Edward Gainor, the President of the National Association of Letter Carriers explained the debate around the 1916 proposal saying, “The only question, the fundamental question, involved in this discussion is whether or not society should bear the burden of the injured worker in any industry.”
Increasingly, some lawmakers were beginning to make the case that society should indeed bear that burden.
Workers and labor leaders organized around issues of work place safety and demanded a compensation if they were injured on the job.
The law providing such a safety net for federal employees passed through the House of Representatives by an overwhelming margin of 288 to 6.
Although the Act only applied to federal employees, it was an important step forward in recognizing that all workers deserved to be compensated for workplace injuries.
The federal Office of Workers Compensation Programs that operates today traces its history directly back to the 1916 act.
And because of this 1916 act some Three million federal employees and their families are covered under the acts protections.

Wednesday Sep 06, 2023
September 6 - Jane Addams is Born
Wednesday Sep 06, 2023
Wednesday Sep 06, 2023
On this day in Labor History the year was 1860.

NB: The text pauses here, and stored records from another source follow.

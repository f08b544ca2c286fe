use std::io;
use std::io::{BufReader, Read, Write};

use flate2::bufread::{GzDecoder, ZlibDecoder};
use flate2::write::{GzEncoder, ZlibEncoder};

/// The container wrapped around a binary NBT document.
#[derive(Copy, Clone, PartialEq, Eq, Hash, Debug, Default)]
pub enum Compression {
    /// Plain, uncompressed NBT.
    #[default]
    None,
    /// A gzip stream (RFC 1952). Most files on disk use this.
    Gzip,
    /// A zlib-wrapped deflate stream (RFC 1950).
    Zlib,
}

impl Compression {
    pub(crate) fn reader<R: Read>(self, reader: R) -> CompressedReader<R> {
        match self {
            Compression::None => CompressedReader::None(reader),
            Compression::Gzip => CompressedReader::Gzip(GzDecoder::new(BufReader::new(reader))),
            Compression::Zlib => CompressedReader::Zlib(ZlibDecoder::new(BufReader::new(reader))),
        }
    }

    pub(crate) fn writer<W: Write>(self, writer: W) -> CompressedWriter<W> {
        let level = flate2::Compression::default();

        match self {
            Compression::None => CompressedWriter::None(writer),
            Compression::Gzip => CompressedWriter::Gzip(GzEncoder::new(writer, level)),
            Compression::Zlib => CompressedWriter::Zlib(ZlibEncoder::new(writer, level)),
        }
    }
}

/// Decompresses bytes pulled from the inner reader on demand.
pub(crate) enum CompressedReader<R> {
    None(R),
    Gzip(GzDecoder<BufReader<R>>),
    Zlib(ZlibDecoder<BufReader<R>>),
}

impl<R: Read> Read for CompressedReader<R> {
    fn read(&mut self, buf: &mut [u8]) -> io::Result<usize> {
        match self {
            CompressedReader::None(r) => r.read(buf),
            CompressedReader::Gzip(r) => r.read(buf),
            CompressedReader::Zlib(r) => r.read(buf),
        }
    }
}

/// Compresses bytes as they are written. [`CompressedWriter::finish`] must be
/// called to emit the end of the stream.
pub(crate) enum CompressedWriter<W: Write> {
    None(W),
    Gzip(GzEncoder<W>),
    Zlib(ZlibEncoder<W>),
}

impl<W: Write> CompressedWriter<W> {
    /// Writes any pending compressed data and the stream trailer, then flushes
    /// and returns the inner writer.
    pub(crate) fn finish(self) -> io::Result<W> {
        let mut inner = match self {
            CompressedWriter::None(w) => w,
            CompressedWriter::Gzip(w) => w.finish()?,
            CompressedWriter::Zlib(w) => w.finish()?,
        };

        inner.flush()?;
        Ok(inner)
    }
}

impl<W: Write> Write for CompressedWriter<W> {
    fn write(&mut self, buf: &[u8]) -> io::Result<usize> {
        match self {
            CompressedWriter::None(w) => w.write(buf),
            CompressedWriter::Gzip(w) => w.write(buf),
            CompressedWriter::Zlib(w) => w.write(buf),
        }
    }

    fn flush(&mut self) -> io::Result<()> {
        match self {
            CompressedWriter::None(w) => w.flush(),
            CompressedWriter::Gzip(w) => w.flush(),
            CompressedWriter::Zlib(w) => w.flush(),
        }
    }
}

#[cfg(test)]
mod tests {
    use pretty_assertions::assert_eq;

    use super::*;

    fn compress(compression: Compression, data: &[u8]) -> Vec<u8> {
        let mut w = compression.writer(Vec::new());
        w.write_all(data).unwrap();
        w.finish().unwrap()
    }

    #[test]
    fn streams_round_trip() {
        let data = b"the quick brown fox jumps over the lazy dog".repeat(100);

        for compression in [Compression::None, Compression::Gzip, Compression::Zlib] {
            let compressed = compress(compression, &data);

            let mut out = vec![];
            compression
                .reader(compressed.as_slice())
                .read_to_end(&mut out)
                .unwrap();

            assert_eq!(out, data, "{compression:?}");
        }
    }

    #[test]
    fn containers_have_their_magic() {
        let gzip = compress(Compression::Gzip, b"x");
        assert_eq!(&gzip[..2], &[0x1f, 0x8b]);

        let zlib = compress(Compression::Zlib, b"x");
        assert_eq!(zlib[0] & 0x0f, 8);
        assert_eq!(u16::from_be_bytes([zlib[0], zlib[1]]) % 31, 0);

        assert_eq!(compress(Compression::None, b"x"), b"x");
    }

    #[test]
    fn gzip_read_as_zlib_fails() {
        let gzip = compress(Compression::Gzip, b"some payload");

        let mut out = vec![];
        let res = Compression::Zlib
            .reader(gzip.as_slice())
            .read_to_end(&mut out);

        assert!(res.is_err());
    }
}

That was the day that Jane Addams was born in Cedarville, Illinois.
Her family was wealthy and her father served as a state senator.
In 1881, Jane Adams visited London with her friend Ellen Gates Starr.
There the two women were inspired by Toynbee Hall, a settlement house which worked with the poor and working class in the city.
They decided to establish a similar effort in Chicago.
They founded Hull House in an immigrant neighborhood of Italian, Greek and Jewish workers.
Hull House grew to become a complex of facilities that offered kindergarten, day care, lectures and cultural programs, and an important space for women trade unionists to hold meetings.
The women of Hull house became oneof the leading proponents for workplace safety in the nation, pushing for laws and reforms to help workers.
During the 1894 Pullman workers strike, Jane Addams visited the community and had meals with the women workers.
She was able to convince the workers’ strike committee to agree to sit down to arbitration, but the Pullman company officials staunchly refused to negotiate.
The refusal of the company to bargain, and the rising anger of the workers was an eye-opener for Jane.
Later she reflected, “During all those dark days of the Pullman strike, the growth of class bitterness was most obvious.”
Before the strike, she wrote, “there had been nothing in my experience [that had]reveal[ed] that distinct cleavage of society which a general strike at least momentarily affords.”
In 1931 Jane Addams was awarded the Nobel Peace prize for her life-long advocacy for working class women and children and her strong stand for peace during World War I.